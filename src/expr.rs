//! Query and aggregation expression building.
//!
//! Stateless constructors producing BSON filter and aggregation fragments.
//! Every function takes a field name (or sub-expressions) plus typed values
//! and returns an immutable document node; expressions compose by nesting and
//! multi-condition calls preserve argument order.
//!
//! Two semantics here are deliberate and non-obvious:
//!
//! - [`eq`] on a text value matches case-insensitively via an anchored regex,
//!   not by literal equality. `eq("name", "Foo")` matches `"foo"` and `"FOO"`
//!   but not `"Foobar"`.
//! - [`contains`] is case- and diacritic-insensitive by default, while
//!   [`not_contains`] is case- and diacritic-sensitive by default. The
//!   asymmetry is intentional and must not be unified.
//!
//! # Example
//!
//! ```rust,ignore
//! use corral::expr;
//!
//! let filter = expr::and(vec![
//!     expr::eq("status", "active"),
//!     expr::contains("name", "jose"),
//!     expr::gte("age", 18),
//! ]);
//! ```

use bson::{Bson, Document, doc};

/// Single-field node; field names are caller data, so they cannot go through
/// the `doc!` macro's literal keys.
fn node(field: &str, value: impl Into<Bson>) -> Document {
    let mut doc = Document::new();
    doc.insert(field, value);
    doc
}

fn field_ref(field: &str) -> String {
    format!("${}", field)
}

/// Escape regex metacharacters in a literal search term.
fn escape(term: &str) -> String {
    let mut out = String::with_capacity(term.len());
    for c in term.chars() {
        if matches!(
            c,
            '.' | '^' | '$' | '*' | '+' | '?' | '(' | ')' | '[' | ']' | '{' | '}' | '|' | '\\'
                | '/'
        ) {
            out.push('\\');
        }
        out.push(c);
    }
    out
}

/// Character class covering the accented variants of a base letter, or `None`
/// for characters without variants.
fn accent_class(c: char) -> Option<&'static str> {
    Some(match c {
        'a' => "[aàáâãäåāăą]",
        'c' => "[cçćĉċč]",
        'd' => "[dďđ]",
        'e' => "[eèéêëēĕėęě]",
        'g' => "[gĝğġģ]",
        'i' => "[iìíîïĩīĭįı]",
        'l' => "[lĺļľłŀ]",
        'n' => "[nñńņň]",
        'o' => "[oòóôõöøōŏő]",
        'r' => "[rŕŗř]",
        's' => "[sśŝşš]",
        't' => "[tţťŧ]",
        'u' => "[uùúûüũūŭůűų]",
        'y' => "[yýÿŷ]",
        'z' => "[zźżž]",
        'A' => "[AÀÁÂÃÄÅĀĂĄ]",
        'C' => "[CÇĆĈĊČ]",
        'D' => "[DĎĐ]",
        'E' => "[EÈÉÊËĒĔĖĘĚ]",
        'G' => "[GĜĞĠĢ]",
        'I' => "[IÌÍÎÏĨĪĬĮİ]",
        'L' => "[LĹĻĽŁĿ]",
        'N' => "[NÑŃŅŇ]",
        'O' => "[OÒÓÔÕÖØŌŎŐ]",
        'R' => "[RŔŖŘ]",
        'S' => "[SŚŜŞŠ]",
        'T' => "[TŢŤŦ]",
        'U' => "[UÙÚÛÜŨŪŬŮŰŲ]",
        'Y' => "[YÝŸŶ]",
        'Z' => "[ZŹŻŽ]",
        _ => return None,
    })
}

/// Expand a literal search term so each base letter matches its accented
/// variants; characters without variants are escaped literally.
fn accent_insensitive(term: &str) -> String {
    let mut out = String::with_capacity(term.len() * 4);
    for c in term.chars() {
        match accent_class(c) {
            Some(class) => out.push_str(class),
            None => out.push_str(&escape(&c.to_string())),
        }
    }
    out
}

/// Equality condition.
///
/// Text values match case-insensitively through an anchored regex; all other
/// values use literal equality.
pub fn eq(field: &str, value: impl Into<Bson>) -> Document {
    match value.into() {
        Bson::String(s) => node(
            field,
            doc! { "$regex": format!("^{}$", escape(&s)), "$options": "i" },
        ),
        other => node(field, other),
    }
}

/// Not-equal condition.
pub fn ne(field: &str, value: impl Into<Bson>) -> Document {
    node(field, doc! { "$ne": value.into() })
}

/// Greater-than condition.
pub fn gt(field: &str, value: impl Into<Bson>) -> Document {
    node(field, doc! { "$gt": value.into() })
}

/// Greater-than-or-equal condition.
pub fn gte(field: &str, value: impl Into<Bson>) -> Document {
    node(field, doc! { "$gte": value.into() })
}

/// Less-than condition.
pub fn lt(field: &str, value: impl Into<Bson>) -> Document {
    node(field, doc! { "$lt": value.into() })
}

/// Less-than-or-equal condition.
pub fn lte(field: &str, value: impl Into<Bson>) -> Document {
    node(field, doc! { "$lte": value.into() })
}

/// Substring match, case- and diacritic-insensitive.
pub fn contains(field: &str, term: &str) -> Document {
    contains_with(field, term, false, false)
}

/// Substring match with explicit case and diacritic sensitivity.
pub fn contains_with(
    field: &str,
    term: &str,
    case_sensitive: bool,
    diacritic_sensitive: bool,
) -> Document {
    let body = if diacritic_sensitive {
        escape(term)
    } else {
        accent_insensitive(term)
    };
    let mut regex = doc! { "$regex": format!(".*{}.*", body) };
    if !case_sensitive {
        regex.insert("$options", "i");
    }
    node(field, regex)
}

/// Negated substring match, case- and diacritic-SENSITIVE.
///
/// Deliberately asymmetric with [`contains`]: the negated form wraps a plain
/// `.*term.*` regex in `$not` with no accent expansion.
pub fn not_contains(field: &str, term: &str) -> Document {
    not_contains_with(field, term, true)
}

/// Negated substring match with explicit case sensitivity.
pub fn not_contains_with(field: &str, term: &str, case_sensitive: bool) -> Document {
    let mut regex = doc! { "$regex": format!(".*{}.*", escape(term)) };
    if !case_sensitive {
        regex.insert("$options", "i");
    }
    node(field, doc! { "$not": regex })
}

/// Array condition: the stored array contains every provided value,
/// order-independent, extra elements permitted.
pub fn all(field: &str, values: Vec<impl Into<Bson>>) -> Document {
    let values: Vec<Bson> = values.into_iter().map(Into::into).collect();
    node(field, doc! { "$all": values })
}

/// Membership condition: the stored scalar is one of the provided values.
pub fn in_array(field: &str, values: Vec<impl Into<Bson>>) -> Document {
    let values: Vec<Bson> = values.into_iter().map(Into::into).collect();
    node(field, doc! { "$in": values })
}

/// Non-membership condition: the stored scalar is none of the provided values.
pub fn not_in(field: &str, values: Vec<impl Into<Bson>>) -> Document {
    let values: Vec<Bson> = values.into_iter().map(Into::into).collect();
    node(field, doc! { "$nin": values })
}

/// Array element condition: at least one element satisfies the full
/// conjunction of the sub-expressions simultaneously.
pub fn elem_match(field: &str, conditions: Vec<Document>) -> Document {
    node(field, doc! { "$elemMatch": { "$and": conditions } })
}

/// Logical AND over zero or more expressions.
///
/// Callers are responsible for non-empty input; an empty vector builds a
/// syntactically valid node whose evaluation is store-defined.
pub fn and(conditions: Vec<Document>) -> Document {
    doc! { "$and": conditions }
}

/// Logical OR over zero or more expressions.
///
/// Same empty-input caveat as [`and`].
pub fn or(conditions: Vec<Document>) -> Document {
    doc! { "$or": conditions }
}

/// Conditional aggregation expression.
pub fn cond(
    if_expr: impl Into<Bson>,
    then_expr: impl Into<Bson>,
    else_expr: impl Into<Bson>,
) -> Document {
    doc! {
        "$cond": {
            "if": if_expr.into(),
            "then": then_expr.into(),
            "else": else_expr.into(),
        }
    }
}

/// Null-coalescing aggregation expression.
pub fn if_null(expression: impl Into<Bson>, fallback: impl Into<Bson>) -> Document {
    doc! { "$ifNull": [expression.into(), fallback.into()] }
}

/// Array length of a field, as an aggregation expression.
pub fn size(field: &str) -> Document {
    doc! { "$size": field_ref(field) }
}

/// Indexed access into an array field, as an aggregation expression.
pub fn array_elem_at(field: &str, index: i32) -> Document {
    doc! { "$arrayElemAt": [field_ref(field), index] }
}

/// Aggregation equality between two expressions (literal, no regex).
pub fn eq_aggregation(left: impl Into<Bson>, right: impl Into<Bson>) -> Document {
    doc! { "$eq": [left.into(), right.into()] }
}

/// Raw aggregation-expression escape hatch.
pub fn expr(expression: Document) -> Document {
    doc! { "$expr": expression }
}

#[cfg(test)]
mod tests {
    use pretty_assertions::assert_eq;

    use super::*;

    #[test]
    fn test_eq_string_is_anchored_case_insensitive_regex() {
        let filter = eq("name", "Foo");
        assert_eq!(
            filter,
            doc! { "name": { "$regex": "^Foo$", "$options": "i" } }
        );
    }

    #[test]
    fn test_eq_string_escapes_metacharacters() {
        let filter = eq("path", "a.b/c$");
        assert_eq!(
            filter,
            doc! { "path": { "$regex": "^a\\.b\\/c\\$$", "$options": "i" } }
        );
    }

    #[test]
    fn test_eq_non_string_is_literal() {
        assert_eq!(eq("age", 30), doc! { "age": 30 });
        assert_eq!(eq("active", true), doc! { "active": true });
    }

    #[test]
    fn test_comparisons() {
        assert_eq!(ne("a", 1), doc! { "a": { "$ne": 1 } });
        assert_eq!(gt("a", 1), doc! { "a": { "$gt": 1 } });
        assert_eq!(gte("a", 1), doc! { "a": { "$gte": 1 } });
        assert_eq!(lt("a", 1), doc! { "a": { "$lt": 1 } });
        assert_eq!(lte("a", 1), doc! { "a": { "$lte": 1 } });
    }

    #[test]
    fn test_contains_default_expands_accents_and_ignores_case() {
        let filter = contains("name", "jose");
        let regex = filter.get_document("name").unwrap();
        let pattern = regex.get_str("$regex").unwrap();

        assert!(pattern.contains("[eèéêëēĕėęě]"));
        assert!(pattern.contains("[oòóôõöøōŏő]"));
        assert!(pattern.starts_with(".*"));
        assert!(pattern.ends_with(".*"));
        assert_eq!(regex.get_str("$options").unwrap(), "i");
    }

    #[test]
    fn test_contains_fully_sensitive_is_plain_escaped_regex() {
        let filter = contains_with("name", "josé", true, true);
        assert_eq!(filter, doc! { "name": { "$regex": ".*josé.*" } });
    }

    #[test]
    fn test_contains_case_sensitive_diacritic_insensitive() {
        let filter = contains_with("name", "Jose", true, false);
        let regex = filter.get_document("name").unwrap();
        let pattern = regex.get_str("$regex").unwrap();

        // Lowercase letters expand within their own case only.
        assert!(pattern.contains('J'));
        assert!(pattern.contains("[eèéêëēĕėęě]"));
        assert!(!regex.contains_key("$options"));
    }

    #[test]
    fn test_not_contains_is_sensitive_by_default() {
        let filter = not_contains("name", "jose");
        assert_eq!(
            filter,
            doc! { "name": { "$not": { "$regex": ".*jose.*" } } }
        );
    }

    #[test]
    fn test_not_contains_with_case_insensitive() {
        let filter = not_contains_with("name", "jose", false);
        assert_eq!(
            filter,
            doc! { "name": { "$not": { "$regex": ".*jose.*", "$options": "i" } } }
        );
    }

    #[test]
    fn test_set_conditions() {
        assert_eq!(
            all("tags", vec!["a", "b"]),
            doc! { "tags": { "$all": ["a", "b"] } }
        );
        assert_eq!(
            in_array("status", vec!["active", "pending"]),
            doc! { "status": { "$in": ["active", "pending"] } }
        );
        assert_eq!(
            not_in("status", vec!["deleted"]),
            doc! { "status": { "$nin": ["deleted"] } }
        );
    }

    #[test]
    fn test_elem_match_is_a_conjunction() {
        let filter = elem_match(
            "items",
            vec![doc! { "sku": "x" }, doc! { "qty": { "$gt": 2 } }],
        );
        assert_eq!(
            filter,
            doc! {
                "items": {
                    "$elemMatch": {
                        "$and": [ { "sku": "x" }, { "qty": { "$gt": 2 } } ]
                    }
                }
            }
        );
    }

    #[test]
    fn test_and_or_preserve_order() {
        let filter = and(vec![doc! { "a": 1 }, doc! { "b": 2 }]);
        assert_eq!(filter, doc! { "$and": [ { "a": 1 }, { "b": 2 } ] });

        let filter = or(vec![doc! { "a": 1 }, doc! { "b": 2 }]);
        assert_eq!(filter, doc! { "$or": [ { "a": 1 }, { "b": 2 } ] });
    }

    #[test]
    fn test_and_empty_is_vacuous_but_valid() {
        let filter = and(Vec::new());
        assert_eq!(filter, doc! { "$and": [] });
    }

    #[test]
    fn test_aggregation_wrappers() {
        assert_eq!(
            cond(doc! { "$gte": ["$age", 18] }, "adult", "minor"),
            doc! {
                "$cond": {
                    "if": { "$gte": ["$age", 18] },
                    "then": "adult",
                    "else": "minor",
                }
            }
        );
        assert_eq!(
            if_null("$nickname", "$name"),
            doc! { "$ifNull": ["$nickname", "$name"] }
        );
        assert_eq!(size("tags"), doc! { "$size": "$tags" });
        assert_eq!(
            array_elem_at("tags", 0),
            doc! { "$arrayElemAt": ["$tags", 0] }
        );
        assert_eq!(
            eq_aggregation("$a", "$b"),
            doc! { "$eq": ["$a", "$b"] }
        );
        assert_eq!(
            expr(doc! { "$eq": ["$a", "$b"] }),
            doc! { "$expr": { "$eq": ["$a", "$b"] } }
        );
    }
}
+++
■ **PROBLEM REQUIREMENTS**
Look through the entries above and report the number of lines that contain "variants". Write only the number.

■ **EXERCISE OUTPUT**
3